# THE DATA

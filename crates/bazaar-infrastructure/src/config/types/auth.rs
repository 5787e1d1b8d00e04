//! Authentication configuration types

use serde::{Deserialize, Serialize};

use bazaar_domain::constants::{
    AUTH_COOKIE_NAME, DEFAULT_BCRYPT_COST, RESET_TOKEN_LIFETIME_SECS, SESSION_CACHE_TTL_SECS,
    SESSION_TOKEN_LIFETIME_SECS,
};

use crate::constants::JWT_ISSUER;

/// JWT configuration
#[derive(Debug, Clone, Serialize, Deserialize)]
#[serde(default)]
pub struct JwtConfig {
    /// HMAC signing secret
    ///
    /// **REQUIRED** in production, at least 32 characters. Configure via
    /// `JWT_SECRET`, `BAZAAR__AUTH__JWT__SECRET` or `auth.jwt.secret`.
    pub secret: String,

    /// Session token lifetime in seconds
    pub expiration_secs: u64,

    /// Password reset token lifetime in seconds
    pub reset_expiration_secs: u64,

    /// Issuer claim
    pub issuer: String,
}

/// Returns default JWT configuration with:
/// - Empty secret (filled by the loader, mandatory in production)
/// - 7 day sessions and 1 hour reset links
impl Default for JwtConfig {
    fn default() -> Self {
        Self {
            secret: String::new(),
            expiration_secs: SESSION_TOKEN_LIFETIME_SECS,
            reset_expiration_secs: RESET_TOKEN_LIFETIME_SECS,
            issuer: JWT_ISSUER.to_string(),
        }
    }
}

/// Session cookie configuration
#[derive(Debug, Clone, Serialize, Deserialize)]
#[serde(default)]
pub struct CookieConfig {
    /// Cookie name
    pub name: String,

    /// Force the `Secure` attribute on or off; unset follows the environment
    pub secure: Option<bool>,
}

impl Default for CookieConfig {
    fn default() -> Self {
        Self {
            name: AUTH_COOKIE_NAME.to_string(),
            secure: None,
        }
    }
}

/// Authentication configuration
#[derive(Debug, Clone, Serialize, Deserialize)]
#[serde(default)]
pub struct AuthConfig {
    /// JWT configuration
    pub jwt: JwtConfig,

    /// Freshness window of the session cache in seconds
    pub session_cache_ttl_secs: u64,

    /// bcrypt work factor for new hashes
    pub bcrypt_cost: u32,

    /// Session cookie
    pub cookie: CookieConfig,
}

impl Default for AuthConfig {
    fn default() -> Self {
        Self {
            jwt: JwtConfig::default(),
            session_cache_ttl_secs: SESSION_CACHE_TTL_SECS,
            bcrypt_cost: DEFAULT_BCRYPT_COST,
            cookie: CookieConfig::default(),
        }
    }
}
//! Infrastructure layer constants
//!
//! Contains constants that are part of the infrastructure implementation.
//! Domain-level lifetimes and literals live in `bazaar_domain::constants`.

// ============================================================================
// CONFIGURATION CONSTANTS
// ============================================================================

/// Default configuration file name
pub const DEFAULT_CONFIG_FILENAME: &str = "bazaar.toml";

/// Default configuration directory name
pub const DEFAULT_CONFIG_DIR: &str = "config";

/// Application directory under the platform config dir
pub const APP_CONFIG_DIR: &str = "bazaar";

/// Environment variable prefix for configuration (`BAZAAR__SECTION__KEY`)
pub const CONFIG_ENV_PREFIX: &str = "BAZAAR";

/// Separator between prefix and nested keys in environment variables
pub const CONFIG_ENV_SEPARATOR: &str = "__";

/// Raw environment variable carrying the signing secret
pub const JWT_SECRET_ENV_VAR: &str = "JWT_SECRET";

/// Raw environment variable carrying the deployment environment
pub const APP_ENV_VAR: &str = "APP_ENV";

// ============================================================================
// AUTHENTICATION CONSTANTS
// ============================================================================

/// Issuer claim stamped on every token
pub const JWT_ISSUER: &str = "bazaar";

/// Audience of session tokens
pub const SESSION_AUDIENCE: &str = "session";

/// Audience of password reset tokens
pub const RESET_AUDIENCE: &str = "password-reset";

/// Minimum signing secret length in production
pub const MIN_JWT_SECRET_LENGTH: usize = 32;

/// Signing secret used outside production when none is configured
pub const DEV_FALLBACK_JWT_SECRET: &str = "bazaar-development-secret-do-not-use-in-production";

/// Lowest bcrypt cost accepted
pub const BCRYPT_MIN_COST: u32 = 4;

/// Highest bcrypt cost accepted
pub const BCRYPT_MAX_COST: u32 = 31;

// ============================================================================
// HTTP SERVER CONSTANTS
// ============================================================================

/// Default bind address
pub const DEFAULT_SERVER_HOST: &str = "127.0.0.1";

/// Default HTTP port
pub const DEFAULT_SERVER_PORT: u16 = 3000;

/// Default externally visible base URL, used in email links
pub const DEFAULT_PUBLIC_URL: &str = "http://localhost:3000";

// ============================================================================
// LOGGING CONSTANTS
// ============================================================================

/// Default log level
pub const DEFAULT_LOG_LEVEL: &str = "info";

/// Environment variable overriding the log filter
pub const LOG_ENV_VAR: &str = "BAZAAR_LOG";

/// File stem for rolling log files when none is given
pub const DEFAULT_LOG_FILE_STEM: &str = "bazaar";

// ============================================================================
// EMAIL CONSTANTS
// ============================================================================

/// Default sender address
pub const DEFAULT_EMAIL_FROM: &str = "Bazaar <no-reply@bazaar.local>";

/// Timeout for outbound email API calls in seconds
pub const EMAIL_HTTP_TIMEOUT_SECS: u64 = 10;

# AIM OF THE EXERCISE
Search the entries above for the string "AuthConfig", and report each line where it occurs.

# RESPONSE TO THIS TASK
pub struct AuthConfig {
impl Default for AuthConfig {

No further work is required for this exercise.